Por una epopeya digna de la historia medieval ha tenido que pasar esta serie de época realizada para la cadena pública de televisión española, TVE. Casi un año ha permanecido en el “cajón” de los asuntos pendientes de un medio de comunicación que ha pasado por un controvertido vacío de poder y traspaso de poderes en su gestión. Los cambios políticos, de gobierno y de leyes que regulan el Consejo de RTVE, hicieron que Isabel la Católica no entrase a los hogares españoles hasta el pasado lunes 10 de septiembre.
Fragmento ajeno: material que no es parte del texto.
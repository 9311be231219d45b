//! Wire protocol for Scrivener
//!
//! Defines the render requests clients send and the events a streaming
//! render emits back, plus the text-event-stream framing those events
//! travel in.

mod error;
mod messages;
mod types;

pub use error::IpcError;
pub use messages::{PathSegment, RenderEvent, FRAME_PREFIX};
pub use types::*;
Una serie histórica, una más de buenos y malos

Que la vida de Isabel I de Castilla es apasionante nadie lo discute. Que esos tiempos convulsos de formación y anexión de reinos durante el final de la Edad Media española son muy proclives a grandes historias con no menos grandes protagonistas, tampoco es discutible. Pero lamentablemente para los productores de ‘Isabel’, la serie, sí puede ser discutida; y en principio está llena de tópicos y arquetipos.

No solo aparecen los esteriotipos de Isabel y su entorno como “los buenos de la película” y Enrique IV y su corte como los malos de la historia; la supuesta impotencia del rey Enrique y el origen bastardo de su hija Juana, llamada Juana la Beltraneja por atribuir la paternidad al Mayordomo Real, Beltrán de la Cueva; la “locura” de Isabel de Portugal, madre de Isabel la Católica, a la que, sin más, se le aparece el fantasma de don Álvaro de Luna, el Condestable de Castilla… por muy culpable que se sintiera por su detención y posterior ejecución.
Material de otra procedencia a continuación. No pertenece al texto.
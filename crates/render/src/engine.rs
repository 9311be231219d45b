//! Render engine: owns the shared pieces behind both render modes

use std::sync::Arc;
use std::sync::atomic::{AtomicBool, Ordering};

use scrivener_config::{EngineConfig, RenderConfig};
use scrivener_ipc::RenderRequest;
use scrivener_sampler::{Sampler, SamplingError, SamplingMode, StrokeSample};
use tracing::{debug, info};

use crate::cache::TransformCache;
use crate::document::DocumentRenderer;
use crate::error::RenderError;
use crate::export::VectorToDocument;
use crate::geometry::GeometryNormalizer;
use crate::scheduler::{JobHandle, RenderScheduler, ScheduleError};
use crate::stream::{RenderStream, StreamRenderer};
use crate::validation::validate_request;

/// State shared between the engine and its running streams
pub(crate) struct RenderContext {
    pub(crate) normalizer: GeometryNormalizer,
    pub(crate) cache: TransformCache,
    pub(crate) scheduler: RenderScheduler,
    sampler: Arc<dyn Sampler>,
}

impl RenderContext {
    /// Queue one sampling call on the worker pool
    pub(crate) fn dispatch_sample(
        &self,
        line: String,
        bias: f32,
        mode: SamplingMode,
    ) -> JobHandle<Result<StrokeSample, SamplingError>> {
        let sampler = Arc::clone(&self.sampler);
        self.scheduler.dispatch(move || {
            sampler
                .sample(&line, bias, mode)
                .map(StrokeSample::trim_padding)
        })
    }
}

/// Wait for a dispatched sampling call
pub(crate) async fn await_sample(
    job: JobHandle<Result<StrokeSample, SamplingError>>,
) -> Result<StrokeSample, RenderError> {
    match job.join().await {
        Ok(result) => Ok(result?),
        Err(ScheduleError::Closed) => Err(RenderError::EngineClosed),
        Err(err) => Err(SamplingError::from(err).into()),
    }
}

/// Entry point for rendering handwriting.
///
/// Created with [`open`](Self::open) and torn down with [`close`](Self::close).
/// Both render modes share the same transform cache and worker pool.
pub struct RenderEngine {
    context: Arc<RenderContext>,
    stream_buffer: usize,
    open: AtomicBool,
}

impl std::fmt::Debug for RenderEngine {
    fn fmt(&self, f: &mut std::fmt::Formatter<'_>) -> std::fmt::Result {
        f.debug_struct("RenderEngine")
            .field("config", self.config())
            .field("workers", &self.context.scheduler.workers())
            .field("open", &self.is_open())
            .finish()
    }
}

impl RenderEngine {
    pub fn open(config: EngineConfig, sampler: Arc<dyn Sampler>) -> Result<Self, RenderError> {
        let normalizer = GeometryNormalizer::new(config.render)?;
        let cache = TransformCache::new(&config.cache);
        let scheduler = RenderScheduler::new(&config.scheduler);

        info!(
            "Render engine open: viewport {}x{}/line, {} workers, cache {} entries / {:?}",
            normalizer.config().viewport_width,
            normalizer.config().line_height,
            scheduler.workers(),
            config.cache.max_entries,
            config.cache.ttl
        );

        Ok(Self {
            context: Arc::new(RenderContext {
                normalizer,
                cache,
                scheduler,
                sampler,
            }),
            stream_buffer: config.scheduler.stream_buffer,
            open: AtomicBool::new(true),
        })
    }

    pub fn config(&self) -> &RenderConfig {
        self.context.normalizer.config()
    }

    pub fn cache(&self) -> &TransformCache {
        &self.context.cache
    }

    pub fn is_open(&self) -> bool {
        self.open.load(Ordering::Acquire)
    }

    fn ensure_open(&self) -> Result<(), RenderError> {
        if self.is_open() {
            Ok(())
        } else {
            Err(RenderError::EngineClosed)
        }
    }

    /// Render a whole request into one SVG document.
    ///
    /// Lines are sampled concurrently on the worker pool. Any failure aborts
    /// the render; no partial document is produced.
    pub async fn render_document(&self, request: &RenderRequest) -> Result<String, RenderError> {
        self.ensure_open()?;
        let modes = validate_request(request)?;
        info!(lines = request.line_count(), "Rendering document");

        let jobs: Vec<Option<_>> = request
            .lines
            .iter()
            .zip(&request.styles)
            .zip(modes)
            .map(|((line, style), mode)| {
                (!line.is_empty())
                    .then(|| self.context.dispatch_sample(line.clone(), style.bias, mode))
            })
            .collect();

        let mut samples = Vec::with_capacity(jobs.len());
        for (index, job) in jobs.into_iter().enumerate() {
            let sample = match job {
                Some(job) => await_sample(job).await?,
                None => StrokeSample::default(),
            };
            debug!(line = index, points = sample.len(), "Sampled line");
            samples.push(sample);
        }

        let renderer = DocumentRenderer::new(&self.context.normalizer).with_cache(&self.context.cache);
        Ok(renderer.render(&request.lines, &samples, &request.styles)?)
    }

    /// Start a streamed render. Must be called within a tokio runtime.
    ///
    /// Failures, including validation and a closed engine, arrive as an
    /// `Error` event inside the stream.
    pub fn render_stream(&self, request: RenderRequest) -> RenderStream {
        StreamRenderer::spawn(Arc::clone(&self.context), request, self.stream_buffer)
    }

    /// Render a document and pass it through `converter` on the worker pool
    pub async fn export(
        &self,
        request: &RenderRequest,
        converter: Arc<dyn VectorToDocument>,
    ) -> Result<Vec<u8>, RenderError> {
        let document = self.render_document(request).await?;
        self.convert(document, converter).await
    }

    /// Convert an already rendered document on the worker pool
    pub async fn convert(
        &self,
        document: String,
        converter: Arc<dyn VectorToDocument>,
    ) -> Result<Vec<u8>, RenderError> {
        self.ensure_open()?;
        debug!(media_type = converter.media_type(), "Converting document");
        match self
            .context
            .scheduler
            .run(move || converter.convert(&document))
            .await
        {
            Ok(result) => Ok(result?),
            Err(ScheduleError::Closed) => Err(RenderError::EngineClosed),
            Err(err) => Err(err.into()),
        }
    }

    /// Stop accepting work and drop cached geometry. Safe to call twice.
    pub fn close(&self) {
        if self.open.swap(false, Ordering::AcqRel) {
            self.context.scheduler.close();
            let stats = self.context.cache.stats();
            self.context.cache.clear();
            info!(
                hits = stats.hits,
                misses = stats.misses,
                "Render engine closed"
            );
        }
    }
}

impl Drop for RenderEngine {
    fn drop(&mut self) {
        self.close();
    }
}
Aparecen también arquetipos o recursos usados ya en exceso por otras series de época, como “Los Tudor” de la productora TM Productions , donde las intrigas palaciegas y los juegos cortesanos se intercalaban con frecuentes escenas eróticas. Considerando la promiscuidad de Enrique VIII de Inglaterra se les podía permitir la “licencia” artística a los productores de la serie, pero se entiende menos que en la sobria corte castellana del siglo XV aparezca un desnudo femenino a los 20 minutos de comenzar la serie.

Intrigas cortesanas; amor, odio, guerra y victoria

Por lo visto hasta ahora, la opción elegida por los coproductores, junto a RTVE, de la serie, la productora Diagonal TV, será la de la pura ficción que deja más espacio a los géneros más atractivos para el público: amor, sexo, intrigas, pasiones, acción, batallas… y menos espacio al tono “documental” o histórico, que en series históricas como las producidas por HBO no desentona tanto.

A valorar las buenas interpretaciones de casi todos los actores y actrices, destacando a la misma Michelle Jenner, que realiza una inesperada Isabel pues no muchos apostaban porque consiguiera dar al personaje la fortaleza de carácter que gastaba la reina Isabel. Lo consigue gracias a usar la frescura de su juventud y belleza como rasgos de ese coraje isabelino.

Lo peor de todo, gane o no calidad la serie trascurridos más capítulos, es que la incertidumbre en los presupuestos de TVE por los recortes del gobierno ha retrasado la continuidad de una 2ª temporada; entre el estreno de la primera temporada y las dos siguientes previstas, puede transcurrir más de 12 meses...todo un año, que en televisión parece un siglo.